From the first line of the records through the line containing "pub trait FrameAlloc", retype every line exactly and nothing else.

::::::::::

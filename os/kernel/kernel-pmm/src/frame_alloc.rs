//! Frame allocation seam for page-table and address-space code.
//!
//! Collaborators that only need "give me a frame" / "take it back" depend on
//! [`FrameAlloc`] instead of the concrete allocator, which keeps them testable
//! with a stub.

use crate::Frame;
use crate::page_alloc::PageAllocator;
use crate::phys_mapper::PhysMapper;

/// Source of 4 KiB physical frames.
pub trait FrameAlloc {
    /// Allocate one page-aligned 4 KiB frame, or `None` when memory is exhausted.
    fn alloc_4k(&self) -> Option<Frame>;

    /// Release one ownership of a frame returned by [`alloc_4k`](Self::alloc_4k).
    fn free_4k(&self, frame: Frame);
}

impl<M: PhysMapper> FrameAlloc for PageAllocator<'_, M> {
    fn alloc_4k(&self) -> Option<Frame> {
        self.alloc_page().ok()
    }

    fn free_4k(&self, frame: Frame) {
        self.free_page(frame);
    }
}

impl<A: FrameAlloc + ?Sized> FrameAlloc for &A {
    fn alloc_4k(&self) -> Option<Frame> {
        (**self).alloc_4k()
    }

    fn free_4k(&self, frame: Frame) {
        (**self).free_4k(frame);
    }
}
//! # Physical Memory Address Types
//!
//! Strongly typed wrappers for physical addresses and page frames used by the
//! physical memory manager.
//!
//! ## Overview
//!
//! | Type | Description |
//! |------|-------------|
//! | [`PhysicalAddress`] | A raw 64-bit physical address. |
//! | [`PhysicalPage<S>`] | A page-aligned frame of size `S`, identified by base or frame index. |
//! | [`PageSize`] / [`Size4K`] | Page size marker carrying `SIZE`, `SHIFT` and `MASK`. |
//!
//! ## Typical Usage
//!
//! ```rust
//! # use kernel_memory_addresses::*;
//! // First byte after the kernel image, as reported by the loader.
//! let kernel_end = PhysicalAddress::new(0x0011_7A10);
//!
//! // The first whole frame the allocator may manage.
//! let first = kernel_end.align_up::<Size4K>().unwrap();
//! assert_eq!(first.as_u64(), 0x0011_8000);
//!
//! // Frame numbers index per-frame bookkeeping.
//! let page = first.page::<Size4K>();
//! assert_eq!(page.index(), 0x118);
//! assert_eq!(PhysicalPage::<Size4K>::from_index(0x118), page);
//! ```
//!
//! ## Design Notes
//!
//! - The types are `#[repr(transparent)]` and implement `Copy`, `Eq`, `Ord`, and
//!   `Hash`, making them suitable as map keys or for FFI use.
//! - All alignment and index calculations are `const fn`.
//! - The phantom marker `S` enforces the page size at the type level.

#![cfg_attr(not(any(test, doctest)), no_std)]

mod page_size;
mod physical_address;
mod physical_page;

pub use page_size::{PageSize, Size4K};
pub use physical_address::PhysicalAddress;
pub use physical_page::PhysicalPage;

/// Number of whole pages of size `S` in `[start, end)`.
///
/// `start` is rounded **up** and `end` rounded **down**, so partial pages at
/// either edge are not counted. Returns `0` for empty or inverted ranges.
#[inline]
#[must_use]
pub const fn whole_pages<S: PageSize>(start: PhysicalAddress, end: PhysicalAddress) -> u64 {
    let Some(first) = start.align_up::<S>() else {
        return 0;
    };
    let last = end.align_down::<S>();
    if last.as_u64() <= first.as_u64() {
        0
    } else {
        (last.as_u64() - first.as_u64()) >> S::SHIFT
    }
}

::::::::::

Result for this task
filename os/kernel/kernel-pmm/src/frame_alloc.rs
//! Frame allocation seam for page-table and address-space code.
//!
//! Collaborators that only need "give me a frame" / "take it back" depend on
//! [`FrameAlloc`] instead of the concrete allocator, which keeps them testable
//! with a stub.

use crate::Frame;
use crate::page_alloc::PageAllocator;
use crate::phys_mapper::PhysMapper;

/// Source of 4 KiB physical frames.
pub trait FrameAlloc {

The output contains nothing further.